Required action -
Copy every line of the data in which the word "banner" occurs.

----- Extracted entries

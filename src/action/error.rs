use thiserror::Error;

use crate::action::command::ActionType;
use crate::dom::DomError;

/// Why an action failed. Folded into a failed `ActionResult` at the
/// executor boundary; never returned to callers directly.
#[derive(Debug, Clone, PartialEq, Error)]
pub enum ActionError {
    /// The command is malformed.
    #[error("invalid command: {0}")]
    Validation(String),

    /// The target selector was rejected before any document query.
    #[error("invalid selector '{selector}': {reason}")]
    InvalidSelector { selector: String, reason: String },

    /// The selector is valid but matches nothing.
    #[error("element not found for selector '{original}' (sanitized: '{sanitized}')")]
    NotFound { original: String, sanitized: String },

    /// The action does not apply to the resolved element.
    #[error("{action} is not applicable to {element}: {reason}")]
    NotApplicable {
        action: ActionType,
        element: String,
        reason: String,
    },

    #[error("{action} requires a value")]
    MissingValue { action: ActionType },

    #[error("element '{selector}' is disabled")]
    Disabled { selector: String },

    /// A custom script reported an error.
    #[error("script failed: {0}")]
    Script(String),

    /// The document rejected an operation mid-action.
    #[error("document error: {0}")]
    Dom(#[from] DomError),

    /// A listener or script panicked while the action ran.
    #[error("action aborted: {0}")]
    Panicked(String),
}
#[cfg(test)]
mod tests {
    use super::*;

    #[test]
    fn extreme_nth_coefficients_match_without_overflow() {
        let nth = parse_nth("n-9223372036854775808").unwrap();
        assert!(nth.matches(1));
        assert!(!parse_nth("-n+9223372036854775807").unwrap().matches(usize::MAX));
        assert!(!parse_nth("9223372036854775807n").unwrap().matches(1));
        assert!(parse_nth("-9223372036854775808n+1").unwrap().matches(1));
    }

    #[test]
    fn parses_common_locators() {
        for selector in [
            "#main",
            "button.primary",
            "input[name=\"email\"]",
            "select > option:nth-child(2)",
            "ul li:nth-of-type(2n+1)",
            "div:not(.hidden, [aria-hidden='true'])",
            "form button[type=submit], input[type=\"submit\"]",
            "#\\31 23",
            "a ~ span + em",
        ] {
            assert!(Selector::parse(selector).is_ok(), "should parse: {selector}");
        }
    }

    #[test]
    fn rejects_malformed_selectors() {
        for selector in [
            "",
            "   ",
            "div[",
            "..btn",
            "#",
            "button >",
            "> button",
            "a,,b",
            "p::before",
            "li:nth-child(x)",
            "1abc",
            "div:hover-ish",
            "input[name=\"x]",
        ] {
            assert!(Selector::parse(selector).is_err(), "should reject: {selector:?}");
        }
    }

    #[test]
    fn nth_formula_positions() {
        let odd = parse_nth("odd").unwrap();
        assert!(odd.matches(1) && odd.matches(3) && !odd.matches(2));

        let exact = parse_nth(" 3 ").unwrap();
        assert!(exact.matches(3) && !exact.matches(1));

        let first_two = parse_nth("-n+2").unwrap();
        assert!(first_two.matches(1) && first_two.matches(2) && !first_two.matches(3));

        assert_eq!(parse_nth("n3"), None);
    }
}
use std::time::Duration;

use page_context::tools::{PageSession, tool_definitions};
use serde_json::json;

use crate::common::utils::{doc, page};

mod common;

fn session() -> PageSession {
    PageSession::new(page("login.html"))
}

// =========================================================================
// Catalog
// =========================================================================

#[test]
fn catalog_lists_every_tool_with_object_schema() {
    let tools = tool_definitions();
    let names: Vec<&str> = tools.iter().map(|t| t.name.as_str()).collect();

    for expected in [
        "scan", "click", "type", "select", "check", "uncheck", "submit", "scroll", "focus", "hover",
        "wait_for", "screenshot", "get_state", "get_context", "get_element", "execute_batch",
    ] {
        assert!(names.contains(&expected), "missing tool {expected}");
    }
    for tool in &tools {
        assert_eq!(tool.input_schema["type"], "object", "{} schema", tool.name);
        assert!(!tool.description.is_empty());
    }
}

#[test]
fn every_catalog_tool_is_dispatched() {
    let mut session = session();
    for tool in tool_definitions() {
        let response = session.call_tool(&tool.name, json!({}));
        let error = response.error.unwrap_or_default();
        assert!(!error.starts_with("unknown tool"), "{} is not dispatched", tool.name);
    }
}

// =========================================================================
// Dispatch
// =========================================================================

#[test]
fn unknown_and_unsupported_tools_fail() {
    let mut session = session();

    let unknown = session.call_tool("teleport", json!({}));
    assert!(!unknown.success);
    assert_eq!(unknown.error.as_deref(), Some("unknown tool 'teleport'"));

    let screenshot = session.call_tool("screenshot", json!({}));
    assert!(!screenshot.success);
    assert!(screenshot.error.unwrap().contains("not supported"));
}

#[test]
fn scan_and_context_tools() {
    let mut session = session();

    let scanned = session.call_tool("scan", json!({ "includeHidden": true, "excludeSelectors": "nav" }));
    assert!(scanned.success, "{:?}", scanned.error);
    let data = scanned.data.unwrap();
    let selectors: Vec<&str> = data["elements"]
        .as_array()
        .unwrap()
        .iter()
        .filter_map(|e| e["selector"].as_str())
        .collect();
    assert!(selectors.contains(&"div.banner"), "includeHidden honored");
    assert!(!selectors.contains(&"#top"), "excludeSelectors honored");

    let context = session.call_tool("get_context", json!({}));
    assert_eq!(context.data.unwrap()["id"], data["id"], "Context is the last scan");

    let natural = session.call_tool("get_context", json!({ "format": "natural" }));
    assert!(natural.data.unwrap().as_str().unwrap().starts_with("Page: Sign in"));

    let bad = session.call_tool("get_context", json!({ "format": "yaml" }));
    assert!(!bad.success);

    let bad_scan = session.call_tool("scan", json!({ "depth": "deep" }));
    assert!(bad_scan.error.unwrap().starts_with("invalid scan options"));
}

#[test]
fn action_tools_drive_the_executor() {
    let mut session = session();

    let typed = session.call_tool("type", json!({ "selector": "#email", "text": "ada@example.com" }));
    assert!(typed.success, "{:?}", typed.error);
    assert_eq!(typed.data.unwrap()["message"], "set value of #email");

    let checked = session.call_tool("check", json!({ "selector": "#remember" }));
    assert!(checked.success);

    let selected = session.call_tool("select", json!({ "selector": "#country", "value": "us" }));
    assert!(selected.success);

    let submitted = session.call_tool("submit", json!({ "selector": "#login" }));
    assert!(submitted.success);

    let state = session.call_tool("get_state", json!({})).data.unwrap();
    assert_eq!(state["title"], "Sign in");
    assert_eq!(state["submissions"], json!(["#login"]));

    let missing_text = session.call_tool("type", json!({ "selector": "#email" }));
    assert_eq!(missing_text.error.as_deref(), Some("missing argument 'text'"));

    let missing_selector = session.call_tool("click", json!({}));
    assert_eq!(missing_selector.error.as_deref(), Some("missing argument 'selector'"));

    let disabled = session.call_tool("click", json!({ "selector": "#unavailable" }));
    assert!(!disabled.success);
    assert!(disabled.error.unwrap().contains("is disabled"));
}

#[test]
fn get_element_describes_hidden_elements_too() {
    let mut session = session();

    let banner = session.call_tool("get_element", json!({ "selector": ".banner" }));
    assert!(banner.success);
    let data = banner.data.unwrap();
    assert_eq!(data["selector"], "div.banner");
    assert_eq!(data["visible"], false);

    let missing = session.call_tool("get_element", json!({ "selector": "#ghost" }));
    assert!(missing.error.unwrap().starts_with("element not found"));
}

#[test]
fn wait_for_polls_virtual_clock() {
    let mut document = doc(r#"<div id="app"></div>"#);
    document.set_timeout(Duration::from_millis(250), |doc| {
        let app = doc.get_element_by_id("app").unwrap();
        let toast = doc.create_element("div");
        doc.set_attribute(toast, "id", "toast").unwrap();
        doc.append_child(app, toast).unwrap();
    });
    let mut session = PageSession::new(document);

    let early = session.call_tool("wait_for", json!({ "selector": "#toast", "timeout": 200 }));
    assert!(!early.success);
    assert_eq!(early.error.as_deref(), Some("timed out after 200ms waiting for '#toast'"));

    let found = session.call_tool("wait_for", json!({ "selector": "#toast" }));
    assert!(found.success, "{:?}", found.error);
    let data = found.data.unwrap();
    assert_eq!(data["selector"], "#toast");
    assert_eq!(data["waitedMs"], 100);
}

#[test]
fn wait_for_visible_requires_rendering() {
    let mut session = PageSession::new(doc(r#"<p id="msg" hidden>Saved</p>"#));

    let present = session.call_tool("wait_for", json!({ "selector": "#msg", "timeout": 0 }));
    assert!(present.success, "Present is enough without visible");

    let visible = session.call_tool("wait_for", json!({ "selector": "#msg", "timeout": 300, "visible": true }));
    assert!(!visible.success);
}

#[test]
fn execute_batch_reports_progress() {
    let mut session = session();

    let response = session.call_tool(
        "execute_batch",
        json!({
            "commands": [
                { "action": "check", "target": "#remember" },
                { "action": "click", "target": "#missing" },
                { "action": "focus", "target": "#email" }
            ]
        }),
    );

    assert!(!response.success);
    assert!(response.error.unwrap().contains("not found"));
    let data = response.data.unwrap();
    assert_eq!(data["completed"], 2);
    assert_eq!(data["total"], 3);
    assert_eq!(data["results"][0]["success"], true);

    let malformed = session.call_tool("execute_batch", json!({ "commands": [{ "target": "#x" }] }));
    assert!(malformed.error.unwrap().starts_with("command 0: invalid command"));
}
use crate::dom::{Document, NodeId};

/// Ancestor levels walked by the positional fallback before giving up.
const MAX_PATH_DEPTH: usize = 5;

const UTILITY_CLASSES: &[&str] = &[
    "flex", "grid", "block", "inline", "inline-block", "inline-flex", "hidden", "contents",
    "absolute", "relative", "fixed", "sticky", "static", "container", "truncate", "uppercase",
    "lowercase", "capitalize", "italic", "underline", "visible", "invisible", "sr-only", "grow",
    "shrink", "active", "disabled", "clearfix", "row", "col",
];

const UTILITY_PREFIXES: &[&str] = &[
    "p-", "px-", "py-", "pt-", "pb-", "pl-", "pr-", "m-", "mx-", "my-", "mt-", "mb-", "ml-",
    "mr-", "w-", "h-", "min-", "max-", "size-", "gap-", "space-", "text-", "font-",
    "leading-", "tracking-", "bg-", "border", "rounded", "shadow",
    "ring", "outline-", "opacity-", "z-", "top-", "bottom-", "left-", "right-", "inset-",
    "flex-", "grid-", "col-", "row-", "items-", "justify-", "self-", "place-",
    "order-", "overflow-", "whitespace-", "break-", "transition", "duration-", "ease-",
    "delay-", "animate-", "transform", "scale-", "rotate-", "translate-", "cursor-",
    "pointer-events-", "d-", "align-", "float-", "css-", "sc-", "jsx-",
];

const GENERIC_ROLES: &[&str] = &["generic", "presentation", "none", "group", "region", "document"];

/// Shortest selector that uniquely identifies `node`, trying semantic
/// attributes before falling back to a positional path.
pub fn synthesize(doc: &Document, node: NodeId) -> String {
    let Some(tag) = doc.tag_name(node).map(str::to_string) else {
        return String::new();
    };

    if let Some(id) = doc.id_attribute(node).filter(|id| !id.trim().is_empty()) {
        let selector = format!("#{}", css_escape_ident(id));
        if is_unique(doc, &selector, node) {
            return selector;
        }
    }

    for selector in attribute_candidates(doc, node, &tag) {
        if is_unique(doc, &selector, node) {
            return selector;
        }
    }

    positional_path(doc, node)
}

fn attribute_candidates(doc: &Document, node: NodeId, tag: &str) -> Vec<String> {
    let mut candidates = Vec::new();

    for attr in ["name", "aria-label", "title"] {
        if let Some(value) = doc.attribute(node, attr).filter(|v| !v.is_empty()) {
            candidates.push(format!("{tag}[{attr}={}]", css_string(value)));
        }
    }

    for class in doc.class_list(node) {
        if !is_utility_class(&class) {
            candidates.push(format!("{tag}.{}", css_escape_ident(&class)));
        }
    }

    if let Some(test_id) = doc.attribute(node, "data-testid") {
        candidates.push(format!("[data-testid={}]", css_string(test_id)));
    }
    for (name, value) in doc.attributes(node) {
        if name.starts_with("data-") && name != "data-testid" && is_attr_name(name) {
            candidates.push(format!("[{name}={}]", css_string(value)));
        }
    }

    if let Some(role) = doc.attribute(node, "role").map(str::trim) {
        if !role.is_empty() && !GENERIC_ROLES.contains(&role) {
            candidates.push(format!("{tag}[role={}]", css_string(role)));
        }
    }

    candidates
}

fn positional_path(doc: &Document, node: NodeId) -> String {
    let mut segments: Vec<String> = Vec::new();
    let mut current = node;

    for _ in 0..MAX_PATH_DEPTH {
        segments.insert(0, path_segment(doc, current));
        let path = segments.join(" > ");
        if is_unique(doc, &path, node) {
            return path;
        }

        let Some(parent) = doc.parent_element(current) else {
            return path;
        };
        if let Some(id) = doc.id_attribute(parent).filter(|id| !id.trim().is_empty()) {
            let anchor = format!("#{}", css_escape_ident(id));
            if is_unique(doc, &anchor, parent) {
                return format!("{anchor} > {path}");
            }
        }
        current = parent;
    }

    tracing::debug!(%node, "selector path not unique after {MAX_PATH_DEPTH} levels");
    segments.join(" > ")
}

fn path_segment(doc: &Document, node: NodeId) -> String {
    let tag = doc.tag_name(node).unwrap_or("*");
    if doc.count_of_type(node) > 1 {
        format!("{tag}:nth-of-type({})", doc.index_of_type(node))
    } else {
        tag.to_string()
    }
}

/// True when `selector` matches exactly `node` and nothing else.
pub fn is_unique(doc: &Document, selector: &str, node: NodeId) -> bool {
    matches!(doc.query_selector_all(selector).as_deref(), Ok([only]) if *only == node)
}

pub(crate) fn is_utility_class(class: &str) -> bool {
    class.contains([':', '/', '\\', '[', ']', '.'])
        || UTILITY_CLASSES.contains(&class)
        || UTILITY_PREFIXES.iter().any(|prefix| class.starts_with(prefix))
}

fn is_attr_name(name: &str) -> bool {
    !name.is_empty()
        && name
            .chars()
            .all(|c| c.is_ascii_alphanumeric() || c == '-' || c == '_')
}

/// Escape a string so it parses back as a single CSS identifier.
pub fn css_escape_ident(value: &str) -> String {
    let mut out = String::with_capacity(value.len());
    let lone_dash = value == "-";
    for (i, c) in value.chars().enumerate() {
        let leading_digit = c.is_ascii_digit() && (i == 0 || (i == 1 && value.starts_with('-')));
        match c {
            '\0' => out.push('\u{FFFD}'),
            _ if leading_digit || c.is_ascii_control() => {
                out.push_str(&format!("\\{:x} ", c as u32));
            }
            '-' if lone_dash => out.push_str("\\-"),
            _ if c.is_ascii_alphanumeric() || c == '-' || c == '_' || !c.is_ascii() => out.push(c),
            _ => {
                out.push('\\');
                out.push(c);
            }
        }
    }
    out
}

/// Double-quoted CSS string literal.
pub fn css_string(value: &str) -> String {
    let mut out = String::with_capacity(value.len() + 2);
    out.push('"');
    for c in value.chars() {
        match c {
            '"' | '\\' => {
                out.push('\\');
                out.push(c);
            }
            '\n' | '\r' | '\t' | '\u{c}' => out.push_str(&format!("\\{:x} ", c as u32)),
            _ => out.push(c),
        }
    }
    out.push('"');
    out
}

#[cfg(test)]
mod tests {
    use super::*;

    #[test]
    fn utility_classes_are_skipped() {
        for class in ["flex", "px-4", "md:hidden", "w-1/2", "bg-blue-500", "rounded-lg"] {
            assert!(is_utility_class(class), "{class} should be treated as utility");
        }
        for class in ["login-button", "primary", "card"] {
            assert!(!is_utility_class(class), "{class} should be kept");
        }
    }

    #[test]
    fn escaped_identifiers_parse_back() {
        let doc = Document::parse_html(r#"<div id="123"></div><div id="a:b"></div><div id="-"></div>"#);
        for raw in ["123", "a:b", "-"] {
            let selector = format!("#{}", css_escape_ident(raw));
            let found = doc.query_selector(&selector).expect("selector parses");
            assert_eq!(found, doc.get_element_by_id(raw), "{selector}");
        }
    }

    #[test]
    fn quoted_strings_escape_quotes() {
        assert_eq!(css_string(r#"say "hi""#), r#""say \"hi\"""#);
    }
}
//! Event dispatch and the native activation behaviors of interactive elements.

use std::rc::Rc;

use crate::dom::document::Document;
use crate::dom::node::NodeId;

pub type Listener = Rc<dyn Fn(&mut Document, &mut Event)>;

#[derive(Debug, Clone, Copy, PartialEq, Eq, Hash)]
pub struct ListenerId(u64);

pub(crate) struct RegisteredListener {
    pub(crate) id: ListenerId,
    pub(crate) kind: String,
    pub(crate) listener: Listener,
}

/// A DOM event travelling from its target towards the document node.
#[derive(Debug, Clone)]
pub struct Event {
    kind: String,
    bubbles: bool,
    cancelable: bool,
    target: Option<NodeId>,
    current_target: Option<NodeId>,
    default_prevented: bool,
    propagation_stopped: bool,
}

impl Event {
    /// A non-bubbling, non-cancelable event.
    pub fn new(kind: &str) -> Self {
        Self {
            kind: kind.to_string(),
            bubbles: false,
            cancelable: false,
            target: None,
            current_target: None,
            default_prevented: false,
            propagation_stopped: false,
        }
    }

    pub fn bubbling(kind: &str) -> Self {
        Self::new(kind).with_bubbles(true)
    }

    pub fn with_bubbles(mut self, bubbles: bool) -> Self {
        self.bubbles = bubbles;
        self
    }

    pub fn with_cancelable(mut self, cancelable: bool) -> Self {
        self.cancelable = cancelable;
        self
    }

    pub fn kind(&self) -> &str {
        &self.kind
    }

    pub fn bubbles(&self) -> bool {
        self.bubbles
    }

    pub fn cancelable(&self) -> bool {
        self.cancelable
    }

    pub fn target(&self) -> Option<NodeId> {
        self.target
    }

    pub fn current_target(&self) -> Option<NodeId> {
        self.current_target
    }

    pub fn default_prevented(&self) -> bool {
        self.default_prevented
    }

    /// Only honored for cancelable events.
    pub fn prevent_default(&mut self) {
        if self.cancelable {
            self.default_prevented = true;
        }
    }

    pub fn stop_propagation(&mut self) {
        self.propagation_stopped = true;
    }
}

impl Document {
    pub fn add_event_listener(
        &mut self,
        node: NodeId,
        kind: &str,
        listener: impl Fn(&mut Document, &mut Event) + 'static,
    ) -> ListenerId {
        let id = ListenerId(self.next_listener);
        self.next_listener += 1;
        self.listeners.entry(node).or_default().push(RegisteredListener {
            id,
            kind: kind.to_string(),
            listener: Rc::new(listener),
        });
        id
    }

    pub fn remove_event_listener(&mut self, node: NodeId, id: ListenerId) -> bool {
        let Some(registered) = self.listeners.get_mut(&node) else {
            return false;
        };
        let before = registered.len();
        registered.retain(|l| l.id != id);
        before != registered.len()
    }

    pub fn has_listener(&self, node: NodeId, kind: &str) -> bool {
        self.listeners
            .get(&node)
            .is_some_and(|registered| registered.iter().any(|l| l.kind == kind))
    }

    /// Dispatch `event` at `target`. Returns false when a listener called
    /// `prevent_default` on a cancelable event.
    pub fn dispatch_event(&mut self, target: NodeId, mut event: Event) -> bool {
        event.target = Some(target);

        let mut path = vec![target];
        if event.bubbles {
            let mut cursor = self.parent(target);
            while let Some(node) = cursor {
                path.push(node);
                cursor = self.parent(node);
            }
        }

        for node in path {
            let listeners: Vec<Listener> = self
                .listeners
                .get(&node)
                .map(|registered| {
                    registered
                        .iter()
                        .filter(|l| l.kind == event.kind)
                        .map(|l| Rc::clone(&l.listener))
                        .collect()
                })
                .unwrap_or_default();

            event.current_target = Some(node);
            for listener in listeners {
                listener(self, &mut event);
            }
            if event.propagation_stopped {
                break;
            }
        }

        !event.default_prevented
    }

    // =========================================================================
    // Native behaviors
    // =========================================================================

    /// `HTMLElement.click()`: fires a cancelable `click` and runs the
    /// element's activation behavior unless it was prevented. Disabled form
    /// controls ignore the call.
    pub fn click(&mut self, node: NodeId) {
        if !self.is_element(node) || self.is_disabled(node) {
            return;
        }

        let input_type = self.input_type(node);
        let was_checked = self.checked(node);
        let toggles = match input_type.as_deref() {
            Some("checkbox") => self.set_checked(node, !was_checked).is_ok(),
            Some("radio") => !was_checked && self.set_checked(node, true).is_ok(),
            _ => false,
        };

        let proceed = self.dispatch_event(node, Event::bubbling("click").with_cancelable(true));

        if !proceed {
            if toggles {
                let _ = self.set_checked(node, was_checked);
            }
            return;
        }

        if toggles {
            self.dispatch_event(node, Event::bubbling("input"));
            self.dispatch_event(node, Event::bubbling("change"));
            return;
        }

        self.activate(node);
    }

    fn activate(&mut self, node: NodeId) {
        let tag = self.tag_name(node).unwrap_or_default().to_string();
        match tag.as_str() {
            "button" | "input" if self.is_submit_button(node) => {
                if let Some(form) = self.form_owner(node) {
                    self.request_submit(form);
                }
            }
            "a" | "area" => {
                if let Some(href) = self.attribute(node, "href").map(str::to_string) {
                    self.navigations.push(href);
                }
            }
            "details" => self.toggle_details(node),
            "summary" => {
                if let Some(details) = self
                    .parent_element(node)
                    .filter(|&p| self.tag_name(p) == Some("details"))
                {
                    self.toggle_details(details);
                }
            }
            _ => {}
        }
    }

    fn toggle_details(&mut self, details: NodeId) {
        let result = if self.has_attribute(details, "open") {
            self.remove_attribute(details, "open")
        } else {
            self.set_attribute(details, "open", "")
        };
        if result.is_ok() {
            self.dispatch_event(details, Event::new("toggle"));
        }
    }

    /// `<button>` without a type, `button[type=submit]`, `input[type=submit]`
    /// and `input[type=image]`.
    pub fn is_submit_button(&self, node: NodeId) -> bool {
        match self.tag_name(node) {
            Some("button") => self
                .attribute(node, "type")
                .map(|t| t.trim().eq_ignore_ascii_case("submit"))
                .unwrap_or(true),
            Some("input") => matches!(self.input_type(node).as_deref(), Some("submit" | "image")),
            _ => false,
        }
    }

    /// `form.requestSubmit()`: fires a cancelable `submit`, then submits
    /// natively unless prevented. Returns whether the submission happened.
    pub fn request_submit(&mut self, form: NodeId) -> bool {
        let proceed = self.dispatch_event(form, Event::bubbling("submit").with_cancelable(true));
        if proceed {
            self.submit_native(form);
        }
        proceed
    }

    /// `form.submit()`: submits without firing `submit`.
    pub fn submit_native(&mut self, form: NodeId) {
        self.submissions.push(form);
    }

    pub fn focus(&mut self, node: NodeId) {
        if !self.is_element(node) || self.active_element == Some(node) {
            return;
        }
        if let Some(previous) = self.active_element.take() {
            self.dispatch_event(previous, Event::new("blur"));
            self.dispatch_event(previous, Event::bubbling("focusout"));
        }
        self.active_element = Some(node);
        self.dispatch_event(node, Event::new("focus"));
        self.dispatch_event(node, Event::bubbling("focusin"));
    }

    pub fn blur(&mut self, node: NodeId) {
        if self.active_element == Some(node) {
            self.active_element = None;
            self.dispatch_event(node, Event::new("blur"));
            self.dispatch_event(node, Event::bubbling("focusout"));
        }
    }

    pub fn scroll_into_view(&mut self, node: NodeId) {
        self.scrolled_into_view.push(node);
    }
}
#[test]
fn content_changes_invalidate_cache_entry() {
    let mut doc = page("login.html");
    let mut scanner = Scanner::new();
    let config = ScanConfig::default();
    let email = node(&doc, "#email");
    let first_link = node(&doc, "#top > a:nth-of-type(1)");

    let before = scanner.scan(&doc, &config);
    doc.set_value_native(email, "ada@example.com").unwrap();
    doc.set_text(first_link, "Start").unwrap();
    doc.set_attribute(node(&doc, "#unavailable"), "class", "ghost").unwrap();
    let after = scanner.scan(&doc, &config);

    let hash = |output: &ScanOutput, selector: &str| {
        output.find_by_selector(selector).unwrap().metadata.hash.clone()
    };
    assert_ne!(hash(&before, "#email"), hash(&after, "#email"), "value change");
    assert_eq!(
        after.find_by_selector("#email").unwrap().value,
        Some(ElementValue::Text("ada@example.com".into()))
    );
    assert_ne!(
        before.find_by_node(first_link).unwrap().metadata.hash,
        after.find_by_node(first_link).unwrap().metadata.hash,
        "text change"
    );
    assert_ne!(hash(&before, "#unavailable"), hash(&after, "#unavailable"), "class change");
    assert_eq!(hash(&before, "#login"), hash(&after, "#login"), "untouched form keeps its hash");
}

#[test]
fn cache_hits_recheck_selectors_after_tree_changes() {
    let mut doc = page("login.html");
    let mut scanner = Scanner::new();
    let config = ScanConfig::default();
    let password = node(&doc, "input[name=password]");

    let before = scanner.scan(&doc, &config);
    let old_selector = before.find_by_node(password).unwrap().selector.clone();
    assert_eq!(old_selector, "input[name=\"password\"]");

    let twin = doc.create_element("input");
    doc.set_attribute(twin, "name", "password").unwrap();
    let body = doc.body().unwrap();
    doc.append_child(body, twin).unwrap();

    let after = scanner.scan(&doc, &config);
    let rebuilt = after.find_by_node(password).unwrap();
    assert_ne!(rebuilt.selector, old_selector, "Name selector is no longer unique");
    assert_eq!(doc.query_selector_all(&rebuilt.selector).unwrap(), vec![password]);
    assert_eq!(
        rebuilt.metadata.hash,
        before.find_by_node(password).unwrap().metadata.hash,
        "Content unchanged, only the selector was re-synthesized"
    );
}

----------

Solution to the exercise -
    assert!(selectors.contains(&"div.banner"), "includeHidden honored");
    let banner = session.call_tool("get_element", json!({ "selector": ".banner" }));
    assert!(banner.success);
    let data = banner.data.unwrap();
    assert_eq!(data["selector"], "div.banner");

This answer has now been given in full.